### [WHAT IS REQUIRED]
Lines of the material that include the string "find" should be returned.

### [EXERCISE DATA]
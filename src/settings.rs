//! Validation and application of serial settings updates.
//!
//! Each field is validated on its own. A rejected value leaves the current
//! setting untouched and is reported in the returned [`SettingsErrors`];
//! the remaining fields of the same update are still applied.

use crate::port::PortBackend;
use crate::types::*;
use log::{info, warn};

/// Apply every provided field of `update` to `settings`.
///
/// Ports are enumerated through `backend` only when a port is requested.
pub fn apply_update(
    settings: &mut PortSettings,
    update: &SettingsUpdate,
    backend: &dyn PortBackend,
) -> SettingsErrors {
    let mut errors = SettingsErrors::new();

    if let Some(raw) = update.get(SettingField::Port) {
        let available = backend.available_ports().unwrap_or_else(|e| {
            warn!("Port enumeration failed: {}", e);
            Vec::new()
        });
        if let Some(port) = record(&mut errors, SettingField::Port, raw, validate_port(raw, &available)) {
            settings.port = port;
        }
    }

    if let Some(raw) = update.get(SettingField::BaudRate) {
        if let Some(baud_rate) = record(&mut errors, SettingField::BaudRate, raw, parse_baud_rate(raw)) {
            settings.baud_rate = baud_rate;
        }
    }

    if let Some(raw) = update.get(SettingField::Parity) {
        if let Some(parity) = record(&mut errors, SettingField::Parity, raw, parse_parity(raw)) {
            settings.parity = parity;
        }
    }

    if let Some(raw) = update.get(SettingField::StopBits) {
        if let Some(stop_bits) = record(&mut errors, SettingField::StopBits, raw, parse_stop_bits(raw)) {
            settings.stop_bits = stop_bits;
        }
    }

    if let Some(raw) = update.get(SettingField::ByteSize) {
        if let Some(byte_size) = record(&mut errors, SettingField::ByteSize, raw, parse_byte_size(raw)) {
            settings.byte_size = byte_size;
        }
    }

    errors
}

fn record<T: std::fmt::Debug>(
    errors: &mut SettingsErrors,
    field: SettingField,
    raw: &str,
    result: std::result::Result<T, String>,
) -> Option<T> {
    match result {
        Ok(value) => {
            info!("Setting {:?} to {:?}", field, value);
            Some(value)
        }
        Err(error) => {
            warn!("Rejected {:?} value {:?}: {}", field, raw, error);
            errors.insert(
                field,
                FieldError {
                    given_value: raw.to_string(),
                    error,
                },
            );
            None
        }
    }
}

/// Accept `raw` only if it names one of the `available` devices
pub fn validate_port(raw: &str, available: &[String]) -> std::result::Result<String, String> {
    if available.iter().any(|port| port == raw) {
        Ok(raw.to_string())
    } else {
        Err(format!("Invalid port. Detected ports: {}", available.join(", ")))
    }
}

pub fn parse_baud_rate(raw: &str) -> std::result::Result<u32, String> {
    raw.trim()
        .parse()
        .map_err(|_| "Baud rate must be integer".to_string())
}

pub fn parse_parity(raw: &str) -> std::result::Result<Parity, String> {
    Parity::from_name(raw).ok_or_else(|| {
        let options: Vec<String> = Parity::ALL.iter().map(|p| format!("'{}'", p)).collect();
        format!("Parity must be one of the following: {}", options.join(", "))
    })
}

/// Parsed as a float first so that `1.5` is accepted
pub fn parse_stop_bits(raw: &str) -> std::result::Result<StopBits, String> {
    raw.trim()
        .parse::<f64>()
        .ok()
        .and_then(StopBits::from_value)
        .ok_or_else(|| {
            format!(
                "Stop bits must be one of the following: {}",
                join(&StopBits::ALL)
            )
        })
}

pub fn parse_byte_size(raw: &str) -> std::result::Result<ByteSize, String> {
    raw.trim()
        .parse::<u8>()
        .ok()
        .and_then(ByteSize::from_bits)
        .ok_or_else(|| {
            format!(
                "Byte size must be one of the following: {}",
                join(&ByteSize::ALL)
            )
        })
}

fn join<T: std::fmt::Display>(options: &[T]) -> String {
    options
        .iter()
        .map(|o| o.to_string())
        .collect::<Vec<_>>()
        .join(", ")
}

==

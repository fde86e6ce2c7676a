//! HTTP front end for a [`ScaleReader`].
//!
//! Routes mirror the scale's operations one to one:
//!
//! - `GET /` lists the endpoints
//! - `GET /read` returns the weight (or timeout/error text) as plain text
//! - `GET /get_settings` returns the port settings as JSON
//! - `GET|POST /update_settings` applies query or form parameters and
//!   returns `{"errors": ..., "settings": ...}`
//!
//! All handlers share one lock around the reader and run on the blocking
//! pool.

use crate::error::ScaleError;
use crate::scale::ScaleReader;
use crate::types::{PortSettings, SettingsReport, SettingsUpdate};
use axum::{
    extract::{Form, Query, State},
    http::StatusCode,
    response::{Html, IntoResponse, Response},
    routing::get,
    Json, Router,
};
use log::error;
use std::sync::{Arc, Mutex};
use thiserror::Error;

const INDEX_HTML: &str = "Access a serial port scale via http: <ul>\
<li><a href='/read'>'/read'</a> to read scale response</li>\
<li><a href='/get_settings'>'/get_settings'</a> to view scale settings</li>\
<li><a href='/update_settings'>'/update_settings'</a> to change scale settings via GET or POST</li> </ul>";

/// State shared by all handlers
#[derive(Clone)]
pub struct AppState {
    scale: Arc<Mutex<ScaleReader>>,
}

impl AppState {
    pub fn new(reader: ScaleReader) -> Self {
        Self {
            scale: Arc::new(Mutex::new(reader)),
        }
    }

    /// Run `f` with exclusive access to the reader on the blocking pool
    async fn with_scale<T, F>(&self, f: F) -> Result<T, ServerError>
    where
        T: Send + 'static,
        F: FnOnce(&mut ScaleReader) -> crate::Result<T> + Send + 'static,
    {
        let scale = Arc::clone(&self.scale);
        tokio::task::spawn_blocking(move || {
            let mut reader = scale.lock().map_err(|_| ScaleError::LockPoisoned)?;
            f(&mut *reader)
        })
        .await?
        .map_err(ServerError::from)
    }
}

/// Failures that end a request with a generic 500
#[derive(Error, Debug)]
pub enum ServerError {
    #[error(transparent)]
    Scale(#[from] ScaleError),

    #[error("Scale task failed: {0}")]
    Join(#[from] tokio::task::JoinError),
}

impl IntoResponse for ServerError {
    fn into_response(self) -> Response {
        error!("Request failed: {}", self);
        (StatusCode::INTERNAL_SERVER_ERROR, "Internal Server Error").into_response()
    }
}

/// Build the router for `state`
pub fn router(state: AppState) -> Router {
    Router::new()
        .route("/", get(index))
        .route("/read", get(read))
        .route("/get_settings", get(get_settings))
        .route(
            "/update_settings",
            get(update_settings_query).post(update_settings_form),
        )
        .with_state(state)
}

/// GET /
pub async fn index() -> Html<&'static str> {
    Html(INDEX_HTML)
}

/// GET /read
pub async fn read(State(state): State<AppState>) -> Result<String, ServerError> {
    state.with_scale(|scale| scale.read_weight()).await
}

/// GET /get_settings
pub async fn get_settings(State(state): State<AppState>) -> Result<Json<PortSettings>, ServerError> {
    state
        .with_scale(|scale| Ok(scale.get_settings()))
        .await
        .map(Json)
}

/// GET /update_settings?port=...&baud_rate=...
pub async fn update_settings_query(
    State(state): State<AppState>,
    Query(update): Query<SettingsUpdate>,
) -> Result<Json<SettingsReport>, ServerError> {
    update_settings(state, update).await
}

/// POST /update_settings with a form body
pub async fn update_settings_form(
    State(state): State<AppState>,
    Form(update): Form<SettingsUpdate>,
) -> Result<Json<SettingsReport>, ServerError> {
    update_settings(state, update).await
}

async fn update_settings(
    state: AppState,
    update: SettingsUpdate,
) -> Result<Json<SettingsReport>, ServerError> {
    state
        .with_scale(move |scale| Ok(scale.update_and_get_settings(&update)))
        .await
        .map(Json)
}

==

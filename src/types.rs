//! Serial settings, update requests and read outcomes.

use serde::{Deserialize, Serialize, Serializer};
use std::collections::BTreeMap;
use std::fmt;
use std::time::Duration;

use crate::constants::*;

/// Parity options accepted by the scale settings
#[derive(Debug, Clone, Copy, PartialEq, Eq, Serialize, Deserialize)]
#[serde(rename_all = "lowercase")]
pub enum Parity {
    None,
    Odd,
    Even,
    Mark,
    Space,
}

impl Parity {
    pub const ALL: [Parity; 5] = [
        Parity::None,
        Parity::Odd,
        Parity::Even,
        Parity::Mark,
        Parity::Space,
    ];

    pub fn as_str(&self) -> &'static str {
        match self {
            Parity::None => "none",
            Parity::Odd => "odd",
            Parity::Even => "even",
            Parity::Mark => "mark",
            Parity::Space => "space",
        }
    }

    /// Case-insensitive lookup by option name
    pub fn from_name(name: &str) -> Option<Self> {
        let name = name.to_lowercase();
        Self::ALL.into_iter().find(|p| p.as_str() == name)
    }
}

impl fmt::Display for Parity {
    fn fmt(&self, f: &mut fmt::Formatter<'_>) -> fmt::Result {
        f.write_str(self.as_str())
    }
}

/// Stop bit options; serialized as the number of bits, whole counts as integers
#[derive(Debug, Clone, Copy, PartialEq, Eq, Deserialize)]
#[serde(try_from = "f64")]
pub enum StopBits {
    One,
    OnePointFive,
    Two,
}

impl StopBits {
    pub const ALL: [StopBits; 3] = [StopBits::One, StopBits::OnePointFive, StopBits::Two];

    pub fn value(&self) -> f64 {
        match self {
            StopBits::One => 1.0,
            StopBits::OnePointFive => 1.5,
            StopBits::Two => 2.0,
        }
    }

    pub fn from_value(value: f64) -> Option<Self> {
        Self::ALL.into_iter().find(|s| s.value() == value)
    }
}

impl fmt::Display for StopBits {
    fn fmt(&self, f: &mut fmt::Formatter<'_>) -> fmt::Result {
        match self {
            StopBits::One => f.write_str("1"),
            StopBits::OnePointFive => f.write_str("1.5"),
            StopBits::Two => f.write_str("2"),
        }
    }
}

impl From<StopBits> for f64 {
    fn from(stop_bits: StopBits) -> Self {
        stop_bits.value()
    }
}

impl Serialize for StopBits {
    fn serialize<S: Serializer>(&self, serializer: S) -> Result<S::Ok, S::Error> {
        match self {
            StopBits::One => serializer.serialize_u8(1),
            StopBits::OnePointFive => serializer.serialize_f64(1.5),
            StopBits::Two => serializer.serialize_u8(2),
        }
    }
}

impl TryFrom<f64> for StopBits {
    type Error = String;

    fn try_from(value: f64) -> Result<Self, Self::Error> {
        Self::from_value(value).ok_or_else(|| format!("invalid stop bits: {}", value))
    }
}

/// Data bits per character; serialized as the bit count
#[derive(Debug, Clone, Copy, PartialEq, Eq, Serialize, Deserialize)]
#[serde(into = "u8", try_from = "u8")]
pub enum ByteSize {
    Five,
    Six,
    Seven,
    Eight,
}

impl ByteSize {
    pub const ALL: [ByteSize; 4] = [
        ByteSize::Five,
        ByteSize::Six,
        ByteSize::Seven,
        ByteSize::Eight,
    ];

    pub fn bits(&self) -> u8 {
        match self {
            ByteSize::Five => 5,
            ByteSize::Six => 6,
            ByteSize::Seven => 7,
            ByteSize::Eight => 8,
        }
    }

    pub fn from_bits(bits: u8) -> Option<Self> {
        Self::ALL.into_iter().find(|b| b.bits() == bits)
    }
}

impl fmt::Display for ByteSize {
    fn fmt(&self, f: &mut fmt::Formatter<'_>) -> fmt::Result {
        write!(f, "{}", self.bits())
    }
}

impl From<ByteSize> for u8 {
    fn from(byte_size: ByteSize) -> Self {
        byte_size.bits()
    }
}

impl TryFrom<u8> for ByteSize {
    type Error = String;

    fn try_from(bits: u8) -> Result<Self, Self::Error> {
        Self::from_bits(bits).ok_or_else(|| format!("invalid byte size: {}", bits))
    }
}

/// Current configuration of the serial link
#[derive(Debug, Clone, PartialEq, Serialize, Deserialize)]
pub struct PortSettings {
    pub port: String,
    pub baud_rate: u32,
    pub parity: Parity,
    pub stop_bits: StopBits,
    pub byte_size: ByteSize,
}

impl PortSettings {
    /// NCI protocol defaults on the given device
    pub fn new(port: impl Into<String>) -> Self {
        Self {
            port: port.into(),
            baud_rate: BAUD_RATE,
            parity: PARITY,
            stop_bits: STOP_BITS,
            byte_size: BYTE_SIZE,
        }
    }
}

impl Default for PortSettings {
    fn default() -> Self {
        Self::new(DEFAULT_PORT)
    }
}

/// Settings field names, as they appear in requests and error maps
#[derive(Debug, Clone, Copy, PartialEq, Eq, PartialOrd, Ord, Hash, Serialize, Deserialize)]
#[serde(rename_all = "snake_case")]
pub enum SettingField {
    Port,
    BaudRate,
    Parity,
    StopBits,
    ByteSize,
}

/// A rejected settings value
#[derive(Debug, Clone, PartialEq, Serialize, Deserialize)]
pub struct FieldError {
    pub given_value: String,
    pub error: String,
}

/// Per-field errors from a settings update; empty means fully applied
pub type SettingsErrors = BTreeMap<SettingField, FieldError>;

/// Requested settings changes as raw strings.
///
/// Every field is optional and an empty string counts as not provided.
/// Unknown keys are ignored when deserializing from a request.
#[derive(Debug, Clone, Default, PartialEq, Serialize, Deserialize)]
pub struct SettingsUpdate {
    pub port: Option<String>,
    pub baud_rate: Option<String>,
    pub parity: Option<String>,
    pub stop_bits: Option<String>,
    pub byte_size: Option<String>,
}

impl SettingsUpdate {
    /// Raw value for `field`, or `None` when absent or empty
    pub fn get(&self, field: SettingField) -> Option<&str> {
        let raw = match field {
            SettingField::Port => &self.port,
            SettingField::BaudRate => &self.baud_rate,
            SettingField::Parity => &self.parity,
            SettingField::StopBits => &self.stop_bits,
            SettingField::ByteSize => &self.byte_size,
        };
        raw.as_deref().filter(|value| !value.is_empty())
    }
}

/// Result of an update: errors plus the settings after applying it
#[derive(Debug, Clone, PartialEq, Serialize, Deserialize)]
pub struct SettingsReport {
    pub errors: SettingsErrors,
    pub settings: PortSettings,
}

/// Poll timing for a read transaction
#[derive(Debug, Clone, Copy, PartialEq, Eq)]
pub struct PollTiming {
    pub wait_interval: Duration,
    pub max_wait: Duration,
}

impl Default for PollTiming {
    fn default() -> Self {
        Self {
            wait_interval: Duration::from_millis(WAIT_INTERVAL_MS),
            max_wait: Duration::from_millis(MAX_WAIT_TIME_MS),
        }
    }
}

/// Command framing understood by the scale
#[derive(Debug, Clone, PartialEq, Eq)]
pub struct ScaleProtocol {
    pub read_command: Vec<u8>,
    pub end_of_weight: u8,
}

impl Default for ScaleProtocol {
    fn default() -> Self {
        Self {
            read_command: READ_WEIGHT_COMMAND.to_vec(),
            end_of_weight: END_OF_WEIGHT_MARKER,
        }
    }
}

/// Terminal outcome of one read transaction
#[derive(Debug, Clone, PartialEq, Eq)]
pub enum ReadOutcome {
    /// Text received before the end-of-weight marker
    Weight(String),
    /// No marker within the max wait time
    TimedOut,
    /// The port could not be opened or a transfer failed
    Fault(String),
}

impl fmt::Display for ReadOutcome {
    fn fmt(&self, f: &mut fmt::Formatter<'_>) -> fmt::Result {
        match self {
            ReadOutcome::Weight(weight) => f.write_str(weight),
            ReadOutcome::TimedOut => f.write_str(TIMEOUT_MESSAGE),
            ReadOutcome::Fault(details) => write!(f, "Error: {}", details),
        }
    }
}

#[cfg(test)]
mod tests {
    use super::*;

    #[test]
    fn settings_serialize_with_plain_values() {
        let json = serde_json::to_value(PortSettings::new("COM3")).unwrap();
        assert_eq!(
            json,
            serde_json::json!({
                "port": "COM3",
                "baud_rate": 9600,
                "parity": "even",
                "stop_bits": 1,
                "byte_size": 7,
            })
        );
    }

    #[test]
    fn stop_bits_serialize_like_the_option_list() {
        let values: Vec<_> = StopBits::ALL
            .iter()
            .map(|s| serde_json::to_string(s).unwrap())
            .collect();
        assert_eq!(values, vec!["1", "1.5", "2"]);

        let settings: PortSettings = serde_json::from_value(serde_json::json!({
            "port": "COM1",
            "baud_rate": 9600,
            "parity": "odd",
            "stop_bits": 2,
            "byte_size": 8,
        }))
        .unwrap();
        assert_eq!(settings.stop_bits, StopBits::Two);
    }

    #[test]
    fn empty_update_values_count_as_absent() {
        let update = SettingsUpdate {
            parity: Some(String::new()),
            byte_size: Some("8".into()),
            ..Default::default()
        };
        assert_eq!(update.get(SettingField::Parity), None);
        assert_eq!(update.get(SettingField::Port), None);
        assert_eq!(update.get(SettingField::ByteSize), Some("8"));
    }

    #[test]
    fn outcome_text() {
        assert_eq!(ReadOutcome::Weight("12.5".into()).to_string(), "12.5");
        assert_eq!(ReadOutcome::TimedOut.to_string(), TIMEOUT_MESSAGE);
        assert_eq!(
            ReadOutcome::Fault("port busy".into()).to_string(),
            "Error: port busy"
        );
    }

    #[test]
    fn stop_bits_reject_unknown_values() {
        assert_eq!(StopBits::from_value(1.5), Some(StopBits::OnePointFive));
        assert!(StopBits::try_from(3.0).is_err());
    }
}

### [ANSWER TO THE PROBLEM]
        Self::ALL.into_iter().find(|p| p.as_str() == name)
        Self::ALL.into_iter().find(|s| s.value() == value)
        Self::ALL.into_iter().find(|b| b.bits() == bits)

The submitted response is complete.